Bien. Por fin le había dado donde más le dolía. Le estaba respondiendo con su misma moneda, pero se sintió fatal. A Paula no le gustaban esos juegos hirientes. Intercambiar provocaciones, sólo empeoraba las cosas.
—Si me voy a quedar aquí y voy a trabajar...
—Todavía no te he dado permiso para hacerlo —interrumpió Pedro.
—No me voy a marchar, Pedro. No puedo. Mi madre me necesita.
—Si te digo la verdad, no me importa en absoluto lo que hagas —repuso él tras encogerse de hombros.
—Mientras... me mantenga fuera de tu camino.
—Lo has comprendido —dijo él conteniendo su rabia.
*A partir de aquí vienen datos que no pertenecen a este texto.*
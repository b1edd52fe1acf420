use super::{StockDash, VisualizeRequest, raw_data_table, warn_page};
use crate::chart::price_chart;
use crate::error::Result;
use crate::view::{PageView, Section};

impl StockDash {
    /// Raw data tail and price chart for one ticker
    pub async fn visualize(&self, req: &VisualizeRequest) -> PageView {
        let mut page = PageView::new("Stock Data Visualization");
        if let Err(e) = self.fill_visualize(req, &mut page).await {
            warn_page(&mut page, "visualize", &e);
        }
        page
    }

    async fn fill_visualize(&self, req: &VisualizeRequest, page: &mut PageView) -> Result<()> {
        let range = self.range(req.start, req.end)?;
        let series = self.loader.load(&req.ticker, range).await?;
        page.text(format!(
            "Loading data ... DONE! {} rows for {} ({range})",
            series.len(),
            series.ticker()
        ));

        page.heading("Raw data");
        let (headers, rows) = raw_data_table(series.tail(req.rows));
        page.table(headers, rows);

        page.push(Section::Chart(price_chart(&series, &req.sma)));
        Ok(())
    }
}

#[cfg(test)]
mod tests {
    use super::super::testing::*;
    use super::*;
    use crate::api::MockPriceProvider;
    use crate::error::DashError;

    #[tokio::test]
    async fn test_visualize_tail_and_chart() {
        let app = app(provider_with(30), Vec::new());
        let req = VisualizeRequest {
            end: jan(30),
            sma: vec![5],
            ..VisualizeRequest::new("aapl")
        };
        let page = app.visualize(&req).await;

        assert!(!page.has_warning());
        let rows = page
            .sections
            .iter()
            .find_map(|s| match s {
                Section::Table { rows, .. } => Some(rows.clone()),
                _ => None,
            })
            .unwrap();
        assert_eq!(rows.len(), 5);
        assert_eq!(rows[4][0], "2020-01-30");

        let chart = page.charts().next().unwrap();
        assert!(chart.line("SMA_5").is_some());
    }

    #[tokio::test]
    async fn test_visualize_unavailable_becomes_warning() {
        let mut mock = MockPriceProvider::new();
        mock.expect_name().return_const("mock");
        mock.expect_daily_bars().returning(|_, _, _| Ok(Vec::new()));

        let page = app(mock, Vec::new())
            .visualize(&VisualizeRequest::new("ZZZZ"))
            .await;

        let expected = DashError::unavailable("ZZZZ", "").to_string();
        let warning = page.warnings().next().unwrap();
        assert!(warning.starts_with(expected.trim_end()));
        assert_eq!(page.charts().count(), 0);
    }

    #[tokio::test]
    async fn test_visualize_reversed_range_warns() {
        let page = app(MockPriceProvider::new(), Vec::new())
            .visualize(&VisualizeRequest {
                start: jan(10),
                end: jan(1),
                ..VisualizeRequest::new("AAPL")
            })
            .await;
        assert!(page.warnings().next().unwrap().contains("Invalid date range"));
    }
}
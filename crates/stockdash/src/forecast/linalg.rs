//! Small dense solvers used by the forecast backends

use ndarray::{Array1, Array2, ArrayView1};

use crate::error::{DashError, Result};

/// Solve `(XᵀX + diag(penalty)) β = Xᵀy` by Cholesky factorisation
pub fn ridge_solve(x: &Array2<f64>, y: &Array1<f64>, penalty: &[f64]) -> Result<Array1<f64>> {
    let p = x.ncols();
    if penalty.len() != p {
        return Err(DashError::ModelFit(format!(
            "penalty has {} entries for {} columns",
            penalty.len(),
            p
        )));
    }

    let mut gram = x.t().dot(x);
    for (i, &lambda) in penalty.iter().enumerate() {
        gram[[i, i]] += lambda;
    }
    let rhs = x.t().dot(y);

    cholesky_solve(&gram, &rhs)
}

/// Solve `A x = b` for symmetric positive definite `A`
pub fn cholesky_solve(a: &Array2<f64>, b: &Array1<f64>) -> Result<Array1<f64>> {
    let n = a.nrows();
    let mut l = Array2::<f64>::zeros((n, n));

    for i in 0..n {
        for j in 0..=i {
            let mut sum = a[[i, j]];
            for k in 0..j {
                sum -= l[[i, k]] * l[[j, k]];
            }
            if i == j {
                if sum <= 0.0 || !sum.is_finite() {
                    return Err(DashError::ModelFit(
                        "design matrix is singular; not enough distinct observations".to_string(),
                    ));
                }
                l[[i, i]] = sum.sqrt();
            } else {
                l[[i, j]] = sum / l[[j, j]];
            }
        }
    }

    // Forward substitution: L z = b
    let mut z = Array1::<f64>::zeros(n);
    for i in 0..n {
        let mut sum = b[i];
        for k in 0..i {
            sum -= l[[i, k]] * z[k];
        }
        z[i] = sum / l[[i, i]];
    }

    // Back substitution: Lᵀ x = z
    let mut x = Array1::<f64>::zeros(n);
    for i in (0..n).rev() {
        let mut sum = z[i];
        for k in (i + 1)..n {
            sum -= l[[k, i]] * x[k];
        }
        x[i] = sum / l[[i, i]];
    }

    Ok(x)
}

/// Root mean squared residual with a degrees-of-freedom correction
pub fn residual_sd(actual: ArrayView1<f64>, fitted: ArrayView1<f64>, params: usize) -> f64 {
    let n = actual.len();
    if n == 0 {
        return 0.0;
    }
    let sse: f64 = actual
        .iter()
        .zip(fitted.iter())
        .map(|(a, f)| (a - f).powi(2))
        .sum();
    let dof = if n > params { n - params } else { n };
    (sse / dof as f64).sqrt()
}

/// Two-sided standard normal quantile for a central interval of `width`.
///
/// Uses Acklam's rational approximation of the inverse normal CDF.
pub fn interval_z(width: f64) -> f64 {
    let p = 0.5 + width.clamp(0.0, 0.999_999) / 2.0;
    inverse_normal_cdf(p)
}

fn inverse_normal_cdf(p: f64) -> f64 {
    const A: [f64; 6] = [
        -3.969_683_028_665_376e1,
        2.209_460_984_245_205e2,
        -2.759_285_104_469_687e2,
        1.383_577_518_672_69e2,
        -3.066_479_806_614_716e1,
        2.506_628_277_459_239,
    ];
    const B: [f64; 5] = [
        -5.447_609_879_822_406e1,
        1.615_858_368_580_409e2,
        -1.556_989_798_598_866e2,
        6.680_131_188_771_972e1,
        -1.328_068_155_288_572e1,
    ];
    const C: [f64; 6] = [
        -7.784_894_002_430_293e-3,
        -3.223_964_580_411_365e-1,
        -2.400_758_277_161_838,
        -2.549_732_539_343_734,
        4.374_664_141_464_968,
        2.938_163_982_698_783,
    ];
    const D: [f64; 4] = [
        7.784_695_709_041_462e-3,
        3.224_671_290_700_398e-1,
        2.445_134_137_142_996,
        3.754_408_661_907_416,
    ];
    const P_LOW: f64 = 0.024_25;

    if p < P_LOW {
        let q = (-2.0 * p.ln()).sqrt();
        (((((C[0] * q + C[1]) * q + C[2]) * q + C[3]) * q + C[4]) * q + C[5])
            / ((((D[0] * q + D[1]) * q + D[2]) * q + D[3]) * q + 1.0)
    } else if p <= 1.0 - P_LOW {
        let q = p - 0.5;
        let r = q * q;
        (((((A[0] * r + A[1]) * r + A[2]) * r + A[3]) * r + A[4]) * r + A[5]) * q
            / (((((B[0] * r + B[1]) * r + B[2]) * r + B[3]) * r + B[4]) * r + 1.0)
    } else {
        -inverse_normal_cdf(1.0 - p)
    }
}

#[cfg(test)]
mod tests {
    use super::*;
    use ndarray::array;

    #[test]
    fn test_cholesky_solve() {
        let a = array![[4.0, 2.0], [2.0, 3.0]];
        let b = array![2.0, 5.0];
        let x = cholesky_solve(&a, &b).unwrap();
        assert!((x[0] - -0.5).abs() < 1e-12);
        assert!((x[1] - 2.0).abs() < 1e-12);
    }

    #[test]
    fn test_singular_matrix_is_model_fit_error() {
        let a = array![[1.0, 1.0], [1.0, 1.0]];
        let b = array![1.0, 1.0];
        assert!(matches!(cholesky_solve(&a, &b), Err(DashError::ModelFit(_))));
    }

    #[test]
    fn test_ridge_recovers_line() {
        // y = 1 + 2t
        let x = array![[1.0, 0.0], [1.0, 0.5], [1.0, 1.0]];
        let y = array![1.0, 2.0, 3.0];
        let beta = ridge_solve(&x, &y, &[1e-10, 1e-10]).unwrap();
        assert!((beta[0] - 1.0).abs() < 1e-6);
        assert!((beta[1] - 2.0).abs() < 1e-6);
    }

    #[test]
    fn test_interval_z() {
        assert!((interval_z(0.8) - 1.281_551_6).abs() < 1e-4);
        assert!((interval_z(0.95) - 1.959_964).abs() < 1e-4);
        assert!(interval_z(0.0).abs() < 1e-9);
    }

    #[test]
    fn test_residual_sd() {
        let actual = array![1.0, 2.0, 3.0];
        let fitted = array![1.0, 2.0, 3.0];
        assert_eq!(residual_sd(actual.view(), fitted.view(), 1), 0.0);
    }
}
—¿Y qué hay de una tregua? ¿Crees que es posible?
—¿Tú crees que lo es?
—Estoy dispuesta a intentarlo.
Pedro se volvió a encoger de hombros y la miró detenidamente. Miró sus pechos y Paula sintió cómo se le aceleraba el corazón.
—Como quieras —respondió él sin entusiasmo.
—Buenas noches, Pedro —se limitó a decir Paula. Él no contestó—. Que duermas bien.
—Sí, vale —murmuró Pedro cuando ella se dio la vuelta.
Paula sintió la brisa fresca de la noche y agradeció la calidez de la casa al entrar. Sin embargo, ya en la habitación se dio cuenta de que no podía dejar de temblar.